# Golden 500



## coach61 (Sep 6, 2004)

The Golden 500 will be run at the Denton Good Samiritan Village on Febuary 21st.. The Seniors will be competing for the James Hicks Memorial Thropy in Honor of James who along with Pete made this race happen with thier genrous donation of Cars for us to run .. They will be running at 12 volts for the opening rounds and 18 in the final heats.. if you want to come watch Pmk me for directions if ya want to help come on Down!


Dave


----------



## Yoshi Nagura (Feb 9, 2008)

Dave, I have the perfect trophy for that;










This is the Piston Cup, although there is no cup involved really, but there are pistons and that's why Pete called it that. This is the trophy that James won in the series that his son now says he has no room for. It's been a series trophy for many years, first with the Jody Miller Memorial in the mid 1990's then as a series trophy for the old Laguna Seca road course. I dug it out of a box a few days ago that was scheduled to be thrown away. It needs some clean up but it is a real metal vintage piece, not the plated plastic trophies are now. It's yours, just let me know and I'll get it to you in a week or so. 

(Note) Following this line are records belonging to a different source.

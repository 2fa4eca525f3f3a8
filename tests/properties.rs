//! Property tests for the simulator and the threshold ramp.

use glam::{Vec2, Vec3};
use metaballs::ramp::{Band, ThresholdRamp};
use metaballs::{Respawn, Settings, Simulator, Viewport};
use proptest::prelude::*;

fn preset(index: usize) -> Settings {
    match index % 4 {
        0 => Settings::rain(),
        1 => Settings::fountain(),
        2 => Settings::label(),
        _ => Settings::tilted_line(),
    }
}

proptest! {
    #![proptest_config(ProptestConfig::with_cases(64))]

    #[test]
    fn particles_stay_between_edges(
        preset_index in 0usize..4,
        count in 0usize..60,
        seed in any::<u64>(),
        steps in 1usize..120,
        delta in 1.0f32..40.0,
        width in 1.0f32..1600.0,
        height in 200.0f32..1200.0,
        pointer in (-500.0f32..2000.0, -500.0f32..2000.0),
    ) {
        let mut settings = preset(preset_index);
        settings.sim.particle_count = count;
        let viewport = Viewport::new(width, height, 1.0);
        let mut sim = Simulator::new(settings.sim, viewport, seed);
        sim.set_label_size(Some(Vec2::new(width * 0.5, 60.0)));

        for _ in 0..steps {
            sim.step(delta, Vec2::new(pointer.0, pointer.1));
            for (p, _) in sim.particles().iter() {
                prop_assert!(p.x >= -1e-3 && p.x <= width + 1e-3, "x = {} outside 0..{}", p.x, width);
            }
        }
    }

    #[test]
    fn fallen_particles_respawn_in_range(
        preset_index in 0usize..3,
        seed in any::<u64>(),
        depth in 1.0f32..500.0,
        x in 0.0f32..800.0,
        vy in 0.0f32..20.0,
    ) {
        let settings = preset(preset_index);
        let radius = settings.sim.radius;
        let viewport = Viewport::new(800.0, 600.0, 1.0);
        let mut sim = Simulator::new(settings.sim.clone(), viewport, seed);
        sim.particles_mut().set_position(0, Vec2::new(x, 600.0 + radius + depth));
        sim.particles_mut().set_velocity(0, Vec2::new(0.0, vy));

        sim.step(16.0, Vec2::new(400.0, 100.0));

        let p = sim.particles().position(0);
        let v = sim.particles().velocity(0);
        prop_assert!(p.y >= -radius && p.y <= 600.0, "respawned at y = {}", p.y);
        match settings.sim.respawn {
            Respawn::Top { velocity_y } => prop_assert!(velocity_y.contains(v.y)),
            Respawn::Pointer { velocity_x, velocity_y } => {
                prop_assert!(velocity_x.contains(v.x));
                prop_assert!(velocity_y.contains(v.y));
            }
        }
    }

    #[test]
    fn ramp_is_base_below_and_top_above(
        cutoffs in prop::collection::vec(0.05f32..0.95, 1..=4),
        feathers in prop::collection::vec(0.0f32..0.05, 4),
        below in 0.0f32..1.0,
        above in 0.0f32..1.0,
    ) {
        let base = Vec3::new(0.1, 0.2, 0.3);
        let mut ramp = ThresholdRamp::new(base);
        // Insert in the generated (unsorted) order.
        for (i, cutoff) in cutoffs.iter().enumerate() {
            let color = Vec3::new(i as f32 * 0.2 + 0.2, 0.5, 1.0 - i as f32 * 0.2);
            ramp.insert(Band::smooth(*cutoff, feathers[i], color));
        }

        let lowest = ramp.bands().iter().map(|b| b.cutoff).fold(f32::INFINITY, f32::min);
        let highest = ramp.bands().iter().map(Band::full_at).fold(f32::NEG_INFINITY, f32::max);

        let below = below * lowest * 0.999;
        prop_assert_eq!(ramp.shade(below), base);

        let above = highest + above;
        prop_assert!(ramp.shade(above).abs_diff_eq(ramp.top(), 1e-6));
    }
}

We have a deal with Robin Trophy's in Clovis, not far from here, and we're also recycling a lot of the old guy's model car contest trophy's too so it's not really needed here. Robin Mathews own's the shop and races with us and just did our adult series trophy, it looks like the old Winston Cup from the late 1990's only about 1/3 size, really cool.


----------



## coach61 (Sep 6, 2004)

Oh Yoshi thats perfect. thank you, that will bring some real meaning to the throphy also.. thank you...


David


----------



## tjd241 (Jan 25, 2004)

*Coach...*



coach61 said:


> The Golden 500 will be run at the Denton Good Samiritan Village on Febuary 21st..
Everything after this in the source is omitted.